• ABOUT THIS EXERCISE: Would you please set down the entries below exactly as shown?

[Stored items]
*****
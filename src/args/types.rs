use chrono::{DateTime, Utc};
use clap::{Parser, ValueEnum};
use std::path::PathBuf;

use crate::config::EngineConfig;

#[derive(Debug, Clone, Copy, PartialEq, Eq, ValueEnum)]
pub enum Mode {
    /// Print the merged playable scorecard of a round
    Scorecard,
    /// Compute every game of a round
    Games,
    /// Compare two players across a round history
    #[value(name = "head-to-head")]
    HeadToHead,
    /// Per-player stroke and hole-stat totals for a round
    Summary,
}

#[derive(Parser, Debug)]
#[command(author, version, about = "Score golf side games from round snapshots", long_about = None)]
pub struct Args {
    #[arg(long, value_enum, default_value = "games")]
    pub mode: Mode,
    /// A single round document
    #[arg(
        long,
        value_name = "ROUND_JSON",
        value_parser = crate::args::validation::check_readable_file
    )]
    pub round_json: Option<PathBuf>,
    /// An array of round documents, used by head-to-head
    #[arg(
        long,
        value_name = "HISTORY_JSON",
        value_parser = crate::args::validation::check_readable_file
    )]
    pub history_json: Option<PathBuf>,
    /// An array of `{ "id", "name" }` player profiles
    #[arg(
        long,
        value_name = "PLAYERS_JSON",
        value_parser = crate::args::validation::check_readable_file
    )]
    pub players_json: Option<PathBuf>,
    #[arg(long, value_name = "PLAYER_ID")]
    pub player: Option<String>,
    #[arg(long, value_name = "PLAYER_ID")]
    pub opponent: Option<String>,
    /// Evaluation time in RFC 3339; defaults to now
    #[arg(long, value_parser = crate::args::validation::parse_timestamp)]
    pub now: Option<DateTime<Utc>>,
    #[arg(
        long,
        value_name = "CONFIG_TOML",
        value_parser = crate::args::validation::check_readable_file
    )]
    pub config_toml: Option<PathBuf>,
    #[arg(long, value_name = "HOURS")]
    pub finished_after_hours: Option<i64>,
    #[arg(long)]
    pub pretty: bool,
    #[arg(short, long)]
    pub verbose: bool,
}

#[derive(Debug, Clone)]
pub struct CleanArgs {
    pub mode: Mode,
    pub round_json: Option<PathBuf>,
    pub history_json: Option<PathBuf>,
    pub players_json: Option<PathBuf>,
    pub player: Option<String>,
    pub opponent: Option<String>,
    pub now: DateTime<Utc>,
    pub config: EngineConfig,
    pub pretty: bool,
    pub verbose: bool,
}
*****
• RESULT OF THIS TASK:
filename src/args/types.rs
use chrono::{DateTime, Utc};
use clap::{Parser, ValueEnum};
use std::path::PathBuf;

use crate::config::EngineConfig;

#[derive(Debug, Clone, Copy, PartialEq, Eq, ValueEnum)]
pub enum Mode {
    /// Print the merged playable scorecard of a round
    Scorecard,
    /// Compute every game of a round
    Games,
    /// Compare two players across a round history
    #[value(name = "head-to-head")]
    HeadToHead,
    /// Per-player stroke and hole-stat totals for a round
    Summary,
}

#[derive(Parser, Debug)]
#[command(author, version, about = "Score golf side games from round snapshots", long_about = None)]
pub struct Args {
    #[arg(long, value_enum, default_value = "games")]
    pub mode: Mode,
    /// A single round document
    #[arg(
        long,
        value_name = "ROUND_JSON",
        value_parser = crate::args::validation::check_readable_file
    )]
    pub round_json: Option<PathBuf>,
    /// An array of round documents, used by head-to-head
    #[arg(
        long,
        value_name = "HISTORY_JSON",
        value_parser = crate::args::validation::check_readable_file
    )]
    pub history_json: Option<PathBuf>,
    /// An array of `{ "id", "name" }` player profiles
    #[arg(
        long,
        value_name = "PLAYERS_JSON",
        value_parser = crate::args::validation::check_readable_file
    )]
    pub players_json: Option<PathBuf>,
    #[arg(long, value_name = "PLAYER_ID")]
    pub player: Option<String>,
    #[arg(long, value_name = "PLAYER_ID")]
    pub opponent: Option<String>,
    /// Evaluation time in RFC 3339; defaults to now
    #[arg(long, value_parser = crate::args::validation::parse_timestamp)]
    pub now: Option<DateTime<Utc>>,
    #[arg(
        long,
        value_name = "CONFIG_TOML",
        value_parser = crate::args::validation::check_readable_file
    )]
    pub config_toml: Option<PathBuf>,
    #[arg(long, value_name = "HOURS")]
    pub finished_after_hours: Option<i64>,
    #[arg(long)]
    pub pretty: bool,
    #[arg(short, long)]
    pub verbose: bool,
}

#[derive(Debug, Clone)]
pub struct CleanArgs {
    pub mode: Mode,
    pub round_json: Option<PathBuf>,
    pub history_json: Option<PathBuf>,
    pub players_json: Option<PathBuf>,
    pub player: Option<String>,
    pub opponent: Option<String>,
    pub now: DateTime<Utc>,
    pub config: EngineConfig,
    pub pretty: bool,
    pub verbose: bool,
}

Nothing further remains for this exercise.